On New Year's Eve, Mrs. and I skied Mount Waumbek, my #47. This 4006' summit (highest in the Pliny Range) rises 2356' above its trailhead north of Route 2 (i.e. north of the Presidential Range). Being north of Route 2, the Pliny Range gets much less hiker traffic than New Hampshire's other high peaks and is consequently wilder. Forested to the top, the Pliny Range offers travelers quiet and solitude, but essentially no long views. Waumbek isn't particularly challenging on paper; in my informal skiing, I had never visited it before. It is about 2.5 hours from my home in Portland, and over 2 hours from where I lived in NH -- there have always been closer mountains with better views and better-known skiing. Still, being on "the list", it was time to give it a whirl.

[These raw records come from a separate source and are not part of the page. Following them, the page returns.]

// src/lockfile/codec.rs

//! Lockfile text codec
//!
//! Deterministic, round-trip-stable serialization of a `LockedGraph` to the
//! line-oriented lock format, and a strict parser that rejects structural
//! violations with line context while tolerating cosmetic whitespace.
//!
//! ```text
//! REGISTRY
//!   remote: https://registry.example.org
//!   specs:
//!     frame (2.0.1)
//!       logger (>= 1.0)
//!
//! PLATFORMS
//!   generic
//!   x86_64-linux
//!
//! DEPENDENCIES
//!   frame (~> 2.0)
//!   widgets!
//!
//! CHECKSUMS
//!   frame (2.0.1) sha256:9d0c...
//!
//! PINION VERSION
//!    0.1.0
//! ```

use crate::error::{Error, Result};
use crate::index::{SourceId, SourceKind};
use crate::platform::Platform;
use crate::version::{Requirement, Version};
use std::io::Write;
use std::path::Path;
use std::str::FromStr;

use super::{
    ChecksumEntry, LockedDependency, LockedGraph, LockedSource, LockedSpec, sort_specs,
};

/// Header of the tool-version section.
pub const TOOL_SECTION: &str = "PINION VERSION";

const PLATFORMS_SECTION: &str = "PLATFORMS";
const DEPENDENCIES_SECTION: &str = "DEPENDENCIES";
const CHECKSUMS_SECTION: &str = "CHECKSUMS";

/// Render a graph to its canonical text form. Output is byte-stable for
/// equal graphs: sources, specs, platforms, dependencies and checksums all
/// serialize under fixed sort keys.
pub fn serialize(graph: &LockedGraph) -> String {
    let mut out = String::new();

    let mut sources = graph.sources.clone();
    sources.sort_by(|a, b| a.id.cmp(&b.id));
    for source in &sources {
        out.push_str(&format!("{}\n", source.id.kind));
        out.push_str(&format!("  remote: {}\n", source.id.remote));
        if let Some(revision) = &source.id.revision {
            out.push_str(&format!("  revision: {}\n", revision));
        }
        out.push_str("  specs:\n");
        let mut specs = source.specs.clone();
        sort_specs(&mut specs);
        for spec in &specs {
            out.push_str(&format!("    {}\n", spec.lock_name()));
            let mut deps = spec.deps.clone();
            deps.sort_by(|a, b| a.0.cmp(&b.0));
            for (name, req) in &deps {
                if req.is_none() {
                    out.push_str(&format!("      {}\n", name));
                } else {
                    out.push_str(&format!("      {} ({})\n", name, req));
                }
            }
        }
        out.push('\n');
    }

    out.push_str(PLATFORMS_SECTION);
    out.push('\n');
    let mut platforms = graph.platforms.clone();
    platforms.sort_by_key(|p| p.to_string());
    platforms.dedup();
    for platform in &platforms {
        out.push_str(&format!("  {}\n", platform));
    }
    out.push('\n');

    out.push_str(DEPENDENCIES_SECTION);
    out.push('\n');
    let mut dependencies = graph.dependencies.clone();
    dependencies.sort_by(|a, b| a.name.cmp(&b.name));
    for dep in &dependencies {
        let mut line = format!("  {}", dep.name);
        if !dep.req.is_none() {
            line.push_str(&format!(" ({})", dep.req));
        }
        if dep.pinned {
            line.push('!');
        }
        out.push_str(&line);
        out.push('\n');
    }
    out.push('\n');

    if !graph.checksums.is_empty() {
        out.push_str(CHECKSUMS_SECTION);
        out.push('\n');
        let mut checksums = graph.checksums.clone();
        checksums.sort_by(|a, b| {
            a.name
                .cmp(&b.name)
                .then_with(|| a.version.cmp(&b.version))
                .then_with(|| a.platform.lock_sort_key().cmp(&b.platform.lock_sort_key()))
        });
        for entry in &checksums {
            let spec = LockedSpec {
                name: entry.name.clone(),
                version: entry.version.clone(),
                platform: entry.platform.clone(),
                deps: Vec::new(),
            };
            out.push_str(&format!("  {} {}\n", spec.lock_name(), entry.token));
        }
        out.push('\n');
    }

    for block in &graph.trailing {
        for line in block {
            out.push_str(line);
            out.push('\n');
        }
        out.push('\n');
    }

    if let Some(version) = &graph.tool_version {
        out.push_str(TOOL_SECTION);
        out.push('\n');
        out.push_str(&format!("   {}\n", version));
    }

    out
}

fn malformed(line: usize, message: impl Into<String>) -> Error {
    Error::MalformedLockfile {
        line: line + 1,
        message: message.into(),
    }
}

fn indent_of(line: &str) -> usize {
    line.len() - line.trim_start().len()
}

/// Parse lockfile text. Structural violations (a source section without its
/// `specs:` delimiter, dependency indentation mismatched to its owning
/// package) fail with line context; unknown trailing sections are preserved
/// verbatim.
pub fn parse(text: &str) -> Result<LockedGraph> {
    let lines: Vec<String> = text.lines().map(|l| l.trim_end().to_string()).collect();
    let mut graph = LockedGraph::default();
    let mut i = 0;

    while i < lines.len() {
        let line = lines[i].as_str();
        if line.trim().is_empty() {
            i += 1;
            continue;
        }
        if indent_of(line) != 0 {
            return Err(malformed(i, "unexpected indented line outside any section"));
        }

        if let Ok(kind) = SourceKind::from_str(line) {
            i = parse_source_section(kind, &lines, i + 1, &mut graph.sources)?;
        } else if line == PLATFORMS_SECTION {
            i = parse_platforms(&lines, i + 1, &mut graph.platforms)?;
        } else if line == DEPENDENCIES_SECTION {
            i = parse_dependencies(&lines, i + 1, &mut graph.dependencies)?;
        } else if line == CHECKSUMS_SECTION {
            i = parse_checksums(&lines, i + 1, &mut graph.checksums)?;
        } else if line == TOOL_SECTION {
            i = parse_tool_version(&lines, i + 1, &mut graph.tool_version)?;
        } else {
            i = capture_trailing(&lines, i, &mut graph.trailing);
        }
    }

    Ok(graph)
}

fn parse_source_section(
    kind: SourceKind,
    lines: &[String],
    mut i: usize,
    sources: &mut Vec<LockedSource>,
) -> Result<usize> {
    let remote = match lines.get(i).map(String::as_str) {
        Some(line) if line.starts_with("  remote: ") => {
            line["  remote: ".len()..].to_string()
        }
        _ => return Err(malformed(i, "source section must start with a remote line")),
    };
    i += 1;

    let revision = match lines.get(i).map(String::as_str) {
        Some(line) if line.starts_with("  revision: ") => {
            let rev = line["  revision: ".len()..].to_string();
            i += 1;
            Some(rev)
        }
        _ => None,
    };

    match lines.get(i).map(String::as_str) {
        Some("  specs:") => i += 1,
        _ => return Err(malformed(i, "source section is missing its specs: delimiter")),
    }

    let mut specs: Vec<LockedSpec> = Vec::new();
    while i < lines.len() {
        let line = lines[i].as_str();
        if line.trim().is_empty() {
            i += 1;
            break;
        }
        if indent_of(line) == 0 {
            break;
        }
        match indent_of(line) {
            4 => {
                let (name, version, platform) = parse_spec_name(line.trim_start(), i)?;
                specs.push(LockedSpec {
                    name,
                    version,
                    platform,
                    deps: Vec::new(),
                });
            }
            6 => {
                let Some(spec) = specs.last_mut() else {
                    return Err(malformed(i, "dependency line appears before any package"));
                };
                spec.deps.push(parse_spec_dep(line.trim_start(), i)?);
            }
            _ => {
                return Err(malformed(
                    i,
                    "dependency indentation mismatched to its owning package",
                ));
            }
        }
        i += 1;
    }

    sources.push(LockedSource {
        id: SourceId {
            kind,
            remote,
            revision,
        },
        specs,
    });
    Ok(i)
}

/// Parse `name (version[-platform])` into its parts. Versions never contain
/// dashes, so the first dash inside the parentheses starts the platform tag.
fn parse_spec_name(text: &str, line: usize) -> Result<(String, Version, Platform)> {
    let (name, rest) = text
        .split_once(" (")
        .ok_or_else(|| malformed(line, "expected 'name (version)'"))?;
    let inner = rest
        .strip_suffix(')')
        .ok_or_else(|| malformed(line, "unterminated version"))?;
    let (version_text, platform) = match inner.split_once('-') {
        Some((version_text, platform_text)) => {
            (version_text, Platform::parse(platform_text)?)
        }
        None => (inner, Platform::Generic),
    };
    Ok((name.to_string(), Version::parse(version_text)?, platform))
}

fn parse_spec_dep(text: &str, line: usize) -> Result<(String, Requirement)> {
    match text.split_once(" (") {
        Some((name, rest)) => {
            let req_text = rest
                .strip_suffix(')')
                .ok_or_else(|| malformed(line, "unterminated requirement"))?;
            Ok((name.to_string(), Requirement::parse(req_text)?))
        }
        None => Ok((text.to_string(), Requirement::any())),
    }
}

fn parse_platforms(
    lines: &[String],
    mut i: usize,
    platforms: &mut Vec<Platform>,
) -> Result<usize> {
    while i < lines.len() {
        let line = lines[i].as_str();
        if line.trim().is_empty() {
            i += 1;
            break;
        }
        if indent_of(line) == 0 {
            break;
        }
        if indent_of(line) != 2 {
            return Err(malformed(i, "platform entries must be indented two spaces"));
        }
        platforms.push(Platform::parse(line.trim())?);
        i += 1;
    }
    Ok(i)
}

fn parse_dependencies(
    lines: &[String],
    mut i: usize,
    dependencies: &mut Vec<LockedDependency>,
) -> Result<usize> {
    while i < lines.len() {
        let line = lines[i].as_str();
        if line.trim().is_empty() {
            i += 1;
            break;
        }
        if indent_of(line) == 0 {
            break;
        }
        if indent_of(line) != 2 {
            return Err(malformed(i, "dependency entries must be indented two spaces"));
        }
        let mut text = line.trim();
        let pinned = text.ends_with('!');
        if pinned {
            text = &text[..text.len() - 1];
        }
        let (name, req) = match text.split_once(" (") {
            Some((name, rest)) => {
                let req_text = rest
                    .strip_suffix(')')
                    .ok_or_else(|| malformed(i, "unterminated requirement"))?;
                (name.to_string(), Requirement::parse(req_text)?)
            }
            None => (text.to_string(), Requirement::any()),
        };
        dependencies.push(LockedDependency { name, req, pinned });
        i += 1;
    }
    Ok(i)
}

fn parse_checksums(
    lines: &[String],
    mut i: usize,
    checksums: &mut Vec<ChecksumEntry>,
) -> Result<usize> {
    while i < lines.len() {
        let line = lines[i].as_str();
        if line.trim().is_empty() {
            i += 1;
            break;
        }
        if indent_of(line) == 0 {
            break;
        }
        let text = line.trim();
        let (spec_part, token) = text
            .rsplit_once(") ")
            .ok_or_else(|| malformed(i, "expected 'name (version) token'"))?;
        let (name, version, platform) = parse_spec_name(&format!("{})", spec_part), i)?;
        checksums.push(ChecksumEntry {
            name,
            version,
            platform,
            token: token.to_string(),
        });
        i += 1;
    }
    Ok(i)
}

fn parse_tool_version(
    lines: &[String],
    mut i: usize,
    tool_version: &mut Option<String>,
) -> Result<usize> {
    while i < lines.len() {
        let line = lines[i].as_str();
        if line.trim().is_empty() {
            i += 1;
            continue;
        }
        if indent_of(line) == 0 {
            return Err(malformed(i, "tool version section is missing its value"));
        }
        *tool_version = Some(line.trim().to_string());
        return Ok(i + 1);
    }
    Err(malformed(i.saturating_sub(1), "tool version section is missing its value"))
}

/// Capture an unknown section verbatim: its header plus every following
/// indented line, up to the next top-level header.
fn capture_trailing(lines: &[String], mut i: usize, trailing: &mut Vec<Vec<String>>) -> usize {
    let mut block = vec![lines[i].clone()];
    i += 1;
    while i < lines.len() {
        let line = lines[i].as_str();
        if line.trim().is_empty() {
            i += 1;
            break;
        }
        if indent_of(line) == 0 {
            break;
        }
        block.push(lines[i].clone());
        i += 1;
    }
    trailing.push(block);
    i
}

/// Read and parse a lockfile. `Ok(None)` when the file does not exist.
pub fn read_file(path: &Path) -> Result<Option<LockedGraph>> {
    if !path.exists() {
        return Ok(None);
    }
    let text = std::fs::read_to_string(path)?;
    parse(&text).map(Some)
}

/// Write a lockfile atomically: serialize to a temp file in the same
/// directory, then rename over the target. Nothing partial ever lands.
pub fn write_file(path: &Path, graph: &LockedGraph) -> Result<()> {
    let dir = path.parent().filter(|p| !p.as_os_str().is_empty());
    let mut tmp = match dir {
        Some(dir) => tempfile::NamedTempFile::new_in(dir)?,
        None => tempfile::NamedTempFile::new_in(".")?,
    };
    tmp.write_all(serialize(graph).as_bytes())?;
    tmp.persist(path).map_err(|e| Error::Io(e.error))?;
    Ok(())
}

We left the trailhead outside the village of Jefferson, NH, around 11 am. A subalpine start for a subalpine peak. Driving west through Gorham in a mild drizzling rain, we saw the snow decrease from 6" to trace snow on the brown fields of the Jefferson intervale. We set off on foot, walking alongside three sets of huge turkey tracks in the slush.
The trail climbs steadily but moderately. Less than a mile in, I decided it was time to start skiing. The first 1.5 miles of trail climb through open hardwoods. The trail's footbed is narrow, but the open woods make for easier travel.
Climbing higher, the trail makes a sharp left turn and runs relatively straight along a subsidiary ridge through denser spruce and fir. Roughly concurrent with the change in vegetation, we noticed more snow. It was finally starting to look like winter.
We climbed on through the rain. Snow coverage was decent; few rocks poked through. Snow conditions were acceptable: rain-softened loose granular over a solid base. As we climbed higher, we reached the freezing level, though the refrozen crust was easily punched through.
We reached the summit of Mount Starr King, just shy of 4000', and took a lunch break. The snow was faster up here, and I rewaxed. (Is it wrong that I actually like klister, or does it just show that I live in northern New England?)
From Starr King, the trail runs just over a mile along a rolling ridgeline -- at first generally down to a col, then generally up to the summit of Mount Waumbek, with an overall gain in elevation. Here, the skiing was the best along the whole trip.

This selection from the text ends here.